Photon correlations as a spectroscopic tool to study multiexciton dynamics in colloidal semiconductor nanocrystals
Daniel Amgar a, Gaoling Yang a b, Ron Tenne a c, Gur Lubin a, Dan Oron a
a Department of Molecular Chemistry and Materials Science, Weizmann Institute of Science, Rehovot 7610001, Israel
b School of Optics and Photonics, Beijing Institute of Technology, Beijing 100081, China
c Department of Physics, University of Konstanz, Konstanz 78467, Germany
Materials for Sustainable Development Conference (MATSUS)
Proceedings of nanoGe Spring Meeting 2022 (NSM22)
#NANOQ22. Colloidal Semiconductor nanocrystals for Quantum Technologies
Online, Spain, 2022 March 7th - 11th
Organizers: Francesco Di Stasio, Iwan Moreels and Riccardo Sapienza
Contributed talk, Daniel Amgar, presentation 001
DOI: https://doi.org/10.29363/nanoge.nsm.2022.001
Publication date: 7th February 2022

Multiply-excited states in semiconductor nanocrystals (NCs) exhibit intriguing physics and are key in nanocrystal-based quantum technologies. While simultaneous multiple photon emission is typically quenched in quantum dots, in nanoplatelets (NPLs) its probability can be tuned according to size and shape. In particular, multiple excitons strongly bound in just one dimension are free to re-arrange in the lateral plane, reducing the probability for multi-body collisions. In this work, we analyze multi-exciton dynamics in two-dimensional CdSe/CdS core/shell NPLs of various sizes through the measurement of second-, third-, and fourth-order photon correlations.1 Thus, for the first time, we could directly probe the dynamics of the two, three, and four exciton states at the single NC level. Remarkably, although higher orders of correlation vary substantially among a NPLs sample, they strongly correlate with the value of second-order antibunching. The scaling of the higher-order moments with the degree of antibunching presents a small yet clear deviation from the accepted model of Auger recombination through binary collisions. This deviation suggests that many-body contributions are present already at the level of tri-excitons.

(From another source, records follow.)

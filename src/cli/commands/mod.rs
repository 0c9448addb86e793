//! CLI command implementations

pub mod auth;
pub mod completions;
pub mod init;
pub mod investor;
pub mod request;
pub mod schema;
pub mod startup;
pub mod validate;
pub mod wizard;
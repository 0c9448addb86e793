//! Multi-step wizard state machine
//!
//! The controller walks an ordered list of sections. Moving forward is gated
//! on validation; every committed section is persisted before the position
//! changes. At the last section a successful advance submits the assembled
//! draft and ends in the `Submitted` phase.
//!
//! All transitions take `&self`. A second transition started while one is
//! in flight is rejected rather than queued.

use serde::Serialize;
use serde_json::{Map, Value};
use std::collections::HashMap;
use std::sync::atomic::{AtomicBool, Ordering};
use std::sync::{Arc, Mutex, MutexGuard};
use std::time::Duration;
use thiserror::Error;
use tracing::{debug, info, warn};

use crate::core::draft::{Draft, DraftStore, DraftStoreError};
use crate::core::submission::{
    IncompleteDraftError, SubmissionAssembler, SubmissionReceipt, SubmissionTarget, SubmitFailure,
};
use crate::schema::registry::{RegistryError, SchemaRegistry, Section};
use crate::schema::validator::{validate_section, ValidationResult};

/// Default wait for the submission target
pub const DEFAULT_SUBMIT_TIMEOUT: Duration = Duration::from_secs(30);

#[derive(Debug, Clone, PartialEq, Eq, Error)]
pub enum NavigationError {
    #[error("unknown section '{0}'")]
    UnknownSection(String),

    #[error("cannot jump to '{target}' before the sections leading to it are completed")]
    NotYetReached {
        target: String,
        index: usize,
        highest_validated: Option<usize>,
    },
}

#[derive(Debug, Error)]
pub enum WizardError {
    #[error(transparent)]
    Navigation(#[from] NavigationError),

    #[error("another wizard transition is already in progress")]
    ConcurrentTransition,

    #[error("the profile has already been submitted; reset the wizard to start over")]
    AlreadySubmitted,

    #[error(transparent)]
    Incomplete(#[from] IncompleteDraftError),

    #[error(transparent)]
    Store(#[from] DraftStoreError),

    #[error(transparent)]
    Submit(#[from] SubmitFailure),

    #[error(transparent)]
    Registry(#[from] RegistryError),
}

#[derive(Debug, Clone, Copy, PartialEq, Eq, Serialize)]
#[serde(rename_all = "snake_case")]
pub enum WizardPhase {
    Editing,
    Submitted,
}

/// Snapshot of the wizard's position and data
#[derive(Debug, Clone, PartialEq, Serialize)]
pub struct WizardState {
    pub phase: WizardPhase,
    pub current_section_index: usize,
    pub draft: Draft,
    /// Whether each section's committed data passed validation
    pub section_validity: HashMap<String, bool>,
    pub highest_validated: Option<usize>,
    /// Saved but uncommitted data per section
    #[serde(skip)]
    pub working: HashMap<String, Value>,
}

impl WizardState {
    fn fresh(registry: &SchemaRegistry) -> Self {
        Self {
            phase: WizardPhase::Editing,
            current_section_index: 0,
            draft: Draft::for_sections(registry.ids()),
            section_validity: registry.ids().map(|id| (id.to_string(), false)).collect(),
            highest_validated: None,
            working: HashMap::new(),
        }
    }

    pub fn is_valid(&self, section_id: &str) -> bool {
        self.section_validity.get(section_id).copied().unwrap_or(false)
    }

    pub fn is_submitted(&self) -> bool {
        self.phase == WizardPhase::Submitted
    }

    /// Data `advance` would validate for a section
    pub fn data_for(&self, section_id: &str) -> Value {
        self.working
            .get(section_id)
            .or_else(|| self.draft.get(section_id))
            .cloned()
            .unwrap_or_else(|| Value::Object(Map::new()))
    }
}

/// Outcome of [`WizardController::advance`]
#[derive(Debug, Clone, PartialEq)]
pub enum Advance {
    /// Section committed; position moved forward
    Moved { from: usize, to: usize },
    /// Validation failed; nothing changed
    Refused(ValidationResult),
    /// Last section committed and the draft accepted
    Submitted(SubmissionReceipt),
}

/// Clears the in-flight flag when a transition ends
struct TransitionGuard<'a>(&'a AtomicBool);

impl Drop for TransitionGuard<'_> {
    fn drop(&mut self) {
        self.0.store(false, Ordering::Release);
    }
}

pub struct WizardController {
    registry: Arc<SchemaRegistry>,
    store: Arc<dyn DraftStore>,
    assembler: SubmissionAssembler,
    submit_timeout: Duration,
    state: Mutex<WizardState>,
    in_flight: AtomicBool,
}

impl std::fmt::Debug for WizardController {
    fn fmt(&self, f: &mut std::fmt::Formatter<'_>) -> std::fmt::Result {
        f.debug_struct("WizardController")
            .field("state", &*self.lock())
            .field("submit_timeout", &self.submit_timeout)
            .finish_non_exhaustive()
    }
}

impl WizardController {
    /// Start a fresh wizard at the first section
    pub fn new(
        registry: Arc<SchemaRegistry>,
        store: Arc<dyn DraftStore>,
        target: Arc<dyn SubmissionTarget>,
    ) -> Self {
        let state = WizardState::fresh(&registry);
        Self {
            assembler: SubmissionAssembler::new(Arc::clone(&registry), target),
            registry,
            store,
            submit_timeout: DEFAULT_SUBMIT_TIMEOUT,
            state: Mutex::new(state),
            in_flight: AtomicBool::new(false),
        }
    }

    /// Continue from the draft in `store`, if any.
    ///
    /// Stored sections are re-validated. The wizard resumes at the first
    /// section without valid committed data; every section before it counts
    /// as validated.
    pub fn resume(
        registry: Arc<SchemaRegistry>,
        store: Arc<dyn DraftStore>,
        target: Arc<dyn SubmissionTarget>,
    ) -> Self {
        let controller = Self::new(registry, store, target);
        if let Some(stored) = controller.store.load() {
            let mut state = controller.lock();
            for section in controller.registry.sections() {
                let Some(data) = stored.get(section.id()) else {
                    continue;
                };
                let valid = validate_section(section, data).valid;
                state.section_validity.insert(section.id().to_string(), valid);
                if valid {
                    state.draft.commit(section.id(), data.clone());
                } else {
                    warn!(section = section.id(), "stored section no longer validates");
                    state.working.insert(section.id().to_string(), data.clone());
                }
            }

            let prefix = controller
                .registry
                .ids()
                .take_while(|id| state.is_valid(id))
                .count();
            state.highest_validated = prefix.checked_sub(1);
            state.current_section_index = prefix.min(controller.registry.len().saturating_sub(1));
            debug!(
                index = state.current_section_index,
                completed = prefix,
                "resumed wizard from stored draft"
            );
        }
        controller
    }

    pub fn with_submit_timeout(mut self, timeout: Duration) -> Self {
        self.submit_timeout = timeout;
        self
    }

    pub fn registry(&self) -> &SchemaRegistry {
        &self.registry
    }

    /// Read-only snapshot of the current state
    pub fn state(&self) -> WizardState {
        self.lock().clone()
    }

    pub fn current_index(&self) -> usize {
        self.lock().current_section_index
    }

    pub fn current_section(&self) -> Result<&Section, WizardError> {
        let index = self.current_index();
        self.section(index)
    }

    /// Data currently shown for the current section
    pub fn current_data(&self) -> Value {
        let state = self.lock();
        let index = state.current_section_index;
        match self.registry.section_at(index) {
            Some(section) => state.data_for(section.id()),
            None => Value::Object(Map::new()),
        }
    }

    /// Validate the current section's data without changing anything
    pub fn validate_current(&self) -> Result<ValidationResult, WizardError> {
        let section = self.current_section()?;
        Ok(validate_section(section, &self.current_data()))
    }

    /// Save in-progress data for the current section without committing it
    pub fn update_current(&self, data: Value) -> Result<(), WizardError> {
        let _guard = self.begin()?;
        let mut state = self.lock();
        if state.is_submitted() {
            return Err(WizardError::AlreadySubmitted);
        }
        let id = self.section(state.current_section_index)?.id().to_string();
        debug!(section = %id, "saved section data");
        state.working.insert(id, data);
        Ok(())
    }

    /// Validate the current section and move forward when it passes
    pub fn advance(&self) -> Result<Advance, WizardError> {
        let _guard = self.begin()?;

        let (index, data, mut draft) = {
            let state = self.lock();
            if state.is_submitted() {
                return Err(WizardError::AlreadySubmitted);
            }
            let index = state.current_section_index;
            let id = self.section(index)?.id();
            (index, state.data_for(id), state.draft.clone())
        };
        let section = self.section(index)?;

        let result = validate_section(section, &data);
        if !result.valid {
            warn!(
                section = section.id(),
                errors = result.errors.len(),
                "advance refused"
            );
            return Ok(Advance::Refused(result));
        }

        draft.commit(section.id(), data);
        self.store.save(&draft)?;

        let last = index + 1 == self.registry.len();
        {
            let mut state = self.lock();
            state.draft = draft.clone();
            state.working.remove(section.id());
            state.section_validity.insert(section.id().to_string(), true);
            state.highest_validated = Some(state.highest_validated.map_or(index, |h| h.max(index)));
            if !last {
                state.current_section_index = index + 1;
            }
        }
        info!(section = section.id(), index, "committed section");

        if last {
            return self.submit_draft(&draft).map(Advance::Submitted);
        }
        Ok(Advance::Moved {
            from: index,
            to: index + 1,
        })
    }

    /// Retry submission of the committed draft
    pub fn submit(&self) -> Result<SubmissionReceipt, WizardError> {
        let _guard = self.begin()?;
        let draft = {
            let state = self.lock();
            if state.is_submitted() {
                return Err(WizardError::AlreadySubmitted);
            }
            state.draft.clone()
        };
        self.submit_draft(&draft)
    }

    /// Move back one section; `false` when already at the first
    pub fn retreat(&self) -> Result<bool, WizardError> {
        let _guard = self.begin()?;
        let mut state = self.lock();
        if state.is_submitted() {
            return Err(WizardError::AlreadySubmitted);
        }
        if state.current_section_index == 0 {
            return Ok(false);
        }
        state.current_section_index -= 1;
        debug!(index = state.current_section_index, "retreated");
        Ok(true)
    }

    /// Jump to a section no later than the highest validated one
    pub fn jump_to(&self, section_id: &str) -> Result<(), WizardError> {
        let _guard = self.begin()?;
        let target = self
            .registry
            .index_of(section_id)
            .ok_or_else(|| NavigationError::UnknownSection(section_id.to_string()))?;

        let mut state = self.lock();
        if state.is_submitted() {
            return Err(WizardError::AlreadySubmitted);
        }
        match state.highest_validated {
            Some(highest) if target <= highest => {
                state.current_section_index = target;
                debug!(index = target, "jumped");
                Ok(())
            }
            highest_validated => Err(NavigationError::NotYetReached {
                target: section_id.to_string(),
                index: target,
                highest_validated,
            }
            .into()),
        }
    }

    /// Discard the draft and start over
    pub fn reset(&self) -> Result<(), WizardError> {
        let _guard = self.begin()?;
        self.store.clear()?;
        *self.lock() = WizardState::fresh(&self.registry);
        info!("wizard reset");
        Ok(())
    }

    fn submit_draft(&self, draft: &Draft) -> Result<SubmissionReceipt, WizardError> {
        let payload = match self.assembler.assemble(draft) {
            Ok(payload) => payload,
            Err(incomplete) => {
                if let Some(index) = incomplete.first().and_then(|id| self.registry.index_of(id)) {
                    self.lock().current_section_index = index;
                }
                warn!(missing = ?incomplete.missing, "draft incomplete");
                return Err(incomplete.into());
            }
        };

        let receipt = self.assembler.submit(&payload, self.submit_timeout)?;

        if let Err(e) = self.store.clear() {
            warn!(error = %e, "submitted, but the stored draft could not be cleared");
        }
        let mut state = self.lock();
        *state = WizardState::fresh(&self.registry);
        state.phase = WizardPhase::Submitted;
        Ok(receipt)
    }

    fn begin(&self) -> Result<TransitionGuard<'_>, WizardError> {
        self.in_flight
            .compare_exchange(false, true, Ordering::AcqRel, Ordering::Acquire)
            .map_err(|_| WizardError::ConcurrentTransition)?;
        Ok(TransitionGuard(&self.in_flight))
    }

    fn lock(&self) -> MutexGuard<'_, WizardState> {
        self.state.lock().unwrap_or_else(|e| e.into_inner())
    }

    fn section(&self, index: usize) -> Result<&Section, WizardError> {
        self.registry
            .section_at(index)
            .ok_or_else(|| RegistryError::UnknownSection(format!("#{}", index)).into())
    }
}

In addition, multi-exciton interactions can be visually expressed in the emission patterns of different excitonic states. Type-II ZnSe/CdS dot-in-rod NCs, presenting a dipole radiation pattern due to anisotropy, can be used to demonstrate this phenomenon. A defocused imaging setup coupled to a novel single-photon avalanche detector (SPAD) array containing 23 pixels makes it possible to directly observe and analyze the out-of-focus dipole emission patterns of single excitons and bi-excitons in a single NC, allowing a deeper understanding of the underlying multi-exciton dynamics in semiconductor NCs.

The authors would like to thank Maria Chekhova for helpful discussions, and Ivan Michel Antolovic and Harald Homulle for a fruitful collaboration and assistance with the SPAD23 system.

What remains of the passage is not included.